This surname was not only unique in Virginia, but quite rare in England as well.
In searching for his origins, we have plausible reasons to believe that William Rookins was from London or its vicinity.
He arrived in Virginia on the Bona Nova in November 1619. We know that the Bona Nova had sailed from London, whose port at Gravesend accommodated residents of eastern England. It actually left London in June 1619 but was disabled and returned to port after offloading a few of its passengers bound for Bermuda who, according to their affidavits, were predominantly from London.1 It left London again in August, sailing via the West Indies, and arrived in Jamestown on 4 November 1619. 2
We also know from three separate depositions that William Rookins was born in or about the year 1598. For instance, the 23 January 1624/25 muster of Virginia inhabitants listed him as “William Rookines [age] 26”.

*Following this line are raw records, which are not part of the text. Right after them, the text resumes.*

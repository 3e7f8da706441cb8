//! Mock inference backends for testing without model files or runtimes

use crate::{
    config::{BackendType, SessionConfig},
    error::{CompositeError, Result},
    inference::InferenceBackend,
    models::{ModelInfo, ModelKind, ModelManager, PreprocessingConfig},
    segmenter::BackendFactory,
};
use instant::Duration;
use ndarray::Array4;
use std::sync::{Arc, Mutex};

/// Shape of the mask the mock backend predicts
#[derive(Debug, Clone, Copy, PartialEq, Eq)]
pub enum MockMask {
    /// Everything is foreground
    Full,
    /// Left half foreground, right half background
    LeftHalf,
}

/// Mock backend returning a fixed mask pattern at the model's output size
#[derive(Debug, Clone)]
pub struct MockBackend {
    initialized: bool,
    mask: MockMask,
    preprocessing_config: PreprocessingConfig,
    call_history: Arc<Mutex<Vec<String>>>,
    should_fail_inference: bool,
}

impl MockBackend {
    #[must_use]
    pub fn new(mask: MockMask) -> Self {
        Self {
            initialized: false,
            mask,
            preprocessing_config: ModelKind::U2NetP.preprocessing(),
            call_history: Arc::new(Mutex::new(Vec::new())),
            should_fail_inference: false,
        }
    }

    /// Create a mock backend that will fail during inference
    #[must_use]
    pub fn failing_inference() -> Self {
        let mut backend = Self::new(MockMask::Full);
        backend.should_fail_inference = true;
        backend
    }

    /// Get the call history for verification in tests
    pub fn call_history(&self) -> Vec<String> {
        self.call_history.lock().map(|h| h.clone()).unwrap_or_default()
    }

    fn record_call(&self, method: &str) {
        if let Ok(mut history) = self.call_history.lock() {
            history.push(method.to_string());
        }
    }
}

impl InferenceBackend for MockBackend {
    fn initialize(&mut self, _config: &SessionConfig) -> Result<Option<Duration>> {
        self.record_call("initialize");
        if self.initialized {
            return Ok(None);
        }
        self.initialized = true;
        Ok(Some(Duration::from_millis(5)))
    }

    fn infer(&mut self, input: &Array4<f32>) -> Result<Array4<f32>> {
        self.record_call("infer");
        if !self.initialized {
            return Err(CompositeError::inference("mock backend not initialized"));
        }
        if self.should_fail_inference {
            return Err(CompositeError::inference("mock inference failure"));
        }

        let (batch, _, height, width) = input.dim();
        Ok(Array4::from_shape_fn((batch, 1, height, width), |(_, _, _, x)| {
            match self.mask {
                MockMask::Full => 1.0,
                MockMask::LeftHalf if x < width / 2 => 1.0,
                MockMask::LeftHalf => 0.0,
            }
        }))
    }

    fn preprocessing_config(&self) -> Result<PreprocessingConfig> {
        Ok(self.preprocessing_config.clone())
    }

    fn model_info(&self) -> Result<ModelInfo> {
        let [width, height] = self.preprocessing_config.target_size;
        Ok(ModelInfo {
            name: "mock".to_string(),
            kind: ModelKind::U2NetP,
            size_bytes: 0,
            input_shape: (1, 3, height as usize, width as usize),
            output_shape: (1, 1, height as usize, width as usize),
        })
    }

    fn is_initialized(&self) -> bool {
        self.initialized
    }
}

/// Factory handing out mock backends regardless of the requested type
pub struct MockBackendFactory {
    make: Box<dyn Fn() -> MockBackend>,
}

impl MockBackendFactory {
    #[must_use]
    pub fn new(mask: MockMask) -> Self {
        Self::with_backend(move || MockBackend::new(mask))
    }

    pub fn with_backend<F: Fn() -> MockBackend + 'static>(make: F) -> Self {
        Self {
            make: Box::new(make),
        }
    }
}

impl BackendFactory for MockBackendFactory {
    fn create_backend(
        &self,
        _backend_type: BackendType,
        _model_manager: ModelManager,
    ) -> Result<Box<dyn InferenceBackend>> {
        Ok(Box::new((self.make)()))
    }

    fn available_backends(&self) -> Vec<BackendType> {
        vec![BackendType::Tract, BackendType::Onnx]
    }
}

#[cfg(test)]
mod tests {
    use super::*;

    #[test]
    fn test_mock_backend_lifecycle() {
        let mut backend = MockBackend::new(MockMask::LeftHalf);
        let input = Array4::<f32>::zeros((1, 3, 4, 6));
        assert!(backend.infer(&input).is_err());

        assert!(backend.initialize(&SessionConfig::default()).unwrap().is_some());
        assert!(backend.initialize(&SessionConfig::default()).unwrap().is_none());

        let output = backend.infer(&input).unwrap();
        assert_eq!(output.shape(), &[1, 1, 4, 6]);
        assert_eq!(output[[0, 0, 2, 0]], 1.0);
        assert_eq!(output[[0, 0, 2, 5]], 0.0);

        assert_eq!(
            backend.call_history(),
            vec!["infer", "initialize", "initialize", "infer"]
        );
    }
}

It is therefore intriguing to discover that a William Rookins (Rookyns) was baptized in London on 18 January 1598/9. The parish register of St. Helens, Bishopsgate in the City of London contains an entry for the baptism thus:3
William, s. of James Rookyns, Cooke, and Johanne his wyfe.
The only other entry in the parish register is for the burial of “a crysome childe of James Rookyns” on 3 February 1594/5.4
There are no other entries for Rookins, suggesting that the parents may have moved to a different parish. To date I have been unable to track them down.
- Peter Wilson Coldham, English Adventurers and Emigrants, 1609-1660: Abstracts of Examinations in the High Court of Admiralty with Reference to Colonial America, (Genealogical Publishing Co., 1984), page 6. [↩]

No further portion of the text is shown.